# What handguns don't you like?



## m3coupe4me (Aug 18, 2008)

For comparison's sake, member Submoa suggested I look into handguns people don't like so I can get a comparison on (perceived) "bad" guns vs. "good" guns. He raised the question, "how can I know what a good gun is like if I haven't really had experience with a bad one."

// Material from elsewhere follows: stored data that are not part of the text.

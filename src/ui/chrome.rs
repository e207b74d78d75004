use ratatui::Frame;
use ratatui::layout::Rect;
use ratatui::style::Style;
use ratatui::widgets::{Paragraph, Wrap};

use crate::app::{AppState, Mode};

use super::layout::UiLayout;

/// Everything the status bar shows besides `AppState`.
#[derive(Debug, Clone, Default)]
pub struct ChromeInfo<'a> {
    pub title: &'a str,
    pub location: String,
    pub url: &'a str,
    pub phase: &'a str,
    pub pending: usize,
    pub fit: String,
    pub photo_protocol: &'a str,
    pub photo_cache_hit_rate: f64,
    pub photos_in_flight: usize,
}

pub fn draw_chrome(frame: &mut Frame<'_>, layout: UiLayout, app: &AppState, info: &ChromeInfo<'_>) {
    let mode = match app.mode {
        Mode::Reading => "READ",
        Mode::Locked => "LOCKED",
    };
    let status_text = if app.mode == Mode::Locked {
        format!("{} | {mode}", info.title)
    } else {
        format!("{} | {} | {} | {mode}", info.title, info.location, info.url)
    };

    let status = Paragraph::new(status_text)
        .style(Style::default())
        .wrap(Wrap { trim: true });
    if app.debug_status_visible && layout.status.height >= 2 {
        let top = Rect::new(layout.status.x, layout.status.y, layout.status.width, 1);
        frame.render_widget(status, top);

        let command_id = app
            .status
            .last_action_id
            .map(|id| id.as_str())
            .unwrap_or("-");
        let message = if app.status.message.is_empty() {
            "-"
        } else {
            app.status.message.as_str()
        };
        let debug_text = format!(
            "cmd={command_id} | msg={message} | phase={} | timers={} | fit={} | photos=req {} ok {} err {} flight {} | hit={:.0}% | proto={}",
            info.phase,
            info.pending,
            info.fit,
            app.photos.requested,
            app.photos.decoded,
            app.photos.failed,
            info.photos_in_flight,
            info.photo_cache_hit_rate * 100.0,
            info.photo_protocol,
        );
        let bottom = Rect::new(
            layout.status.x,
            layout.status.y + 1,
            layout.status.width,
            layout.status.height.saturating_sub(1).max(1),
        );
        let debug = Paragraph::new(debug_text)
            .style(Style::default())
            .wrap(Wrap { trim: true });
        frame.render_widget(debug, bottom);
        return;
    }

    frame.render_widget(status, layout.status);
}

#[cfg(test)]
mod tests {
    use ratatui::Terminal;
    use ratatui::backend::TestBackend;

    use crate::app::{AppState, Mode};
    use crate::command::ActionId;

    use super::{ChromeInfo, draw_chrome};
    use crate::ui::split_layout;

    fn render(app: &AppState) -> String {
        let mut terminal = Terminal::new(TestBackend::new(200, 4)).expect("test terminal");
        let info = ChromeInfo {
            title: "Our Story",
            location: "spread 1-2 of 4".to_string(),
            url: "?page=1",
            phase: "open",
            ..ChromeInfo::default()
        };
        terminal
            .draw(|frame| {
                let layout = split_layout(frame.area(), app.debug_status_visible, false);
                draw_chrome(frame, layout, app, &info);
            })
            .expect("draw frame");
        terminal
            .backend()
            .buffer()
            .content()
            .iter()
            .map(|cell| cell.symbol())
            .collect()
    }

    #[test]
    fn status_line_shows_location_and_url() {
        let text = render(&AppState::default());
        assert!(text.contains("Our Story | spread 1-2 of 4 | ?page=1 | READ"));
        assert!(!text.contains("cmd="));
    }

    #[test]
    fn debug_line_reports_last_command() {
        let mut app = AppState::default();
        app.debug_status_visible = true;
        app.status.last_action_id = Some(ActionId::Accept);
        let text = render(&app);
        assert!(text.contains("cmd=accept"));
        assert!(text.contains("phase=open"));
    }

    #[test]
    fn locked_status_hides_navigation() {
        let mut app = AppState::default();
        app.mode = Mode::Locked;
        let text = render(&app);
        assert!(text.contains("Our Story | LOCKED"));
        assert!(!text.contains("?page=1"));
    }
}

So in all of your experiences, what are some "bad" handguns I should look to try? Why?


----------



## dandanthearmyman (Aug 12, 2008)

I dis like a the army m9 we should have never switched from the 1911. Unless it could be for a P1445 LDA


----------



## Mike Barham (Mar 30, 2006)

I prefer to look at in terms of features. I like guns with low bore axes, short trigger travels and resets, good sights, safeties that work in concert with normal human hand motions, reliability as close to 100% as I can get, and no sharp edges. I don't particularly like guns that lack these features.

Incidentally, I carried an M9 for a year in Afghanistan and was pretty satisfied with it. I think it's a _much_ better choice for today's military than the 1911.


----------



## Baldy (Jun 21, 2006)

Real small .22/.25 auto's knowed as the Staurday-nite specials. Out of South America. Anything made by Bryco-Jennings. Never seen any blowup but I have seen a lot that were accidents looking for a place to happen. :watching:


----------



## zhurdan (Mar 21, 2008)

Anything with a mag release on the butt of the gun. I realize some really famous Euro designs have used them, but they just don't work for me. Also, anything that costs less than $250 or so. There are probably a few good ones to be had near that cost, but much less than that, you are buying something with the cheapest possible components and that is just not a good investment.

I personally like several different guns. Kimbers, Glocks, HK's, Kahr's, Beretta's, Springfields, Rugers, FN's, but I collect guns for the appreciation of their form and function, not just because I like to shoot them.

Zhur


----------



## JeffWard (Aug 24, 2007)

If it's for defensive purposes, I HATE any gun that does not go bang 99.99% of the time. 

After that, it's personal taste, and what you shoot accurately.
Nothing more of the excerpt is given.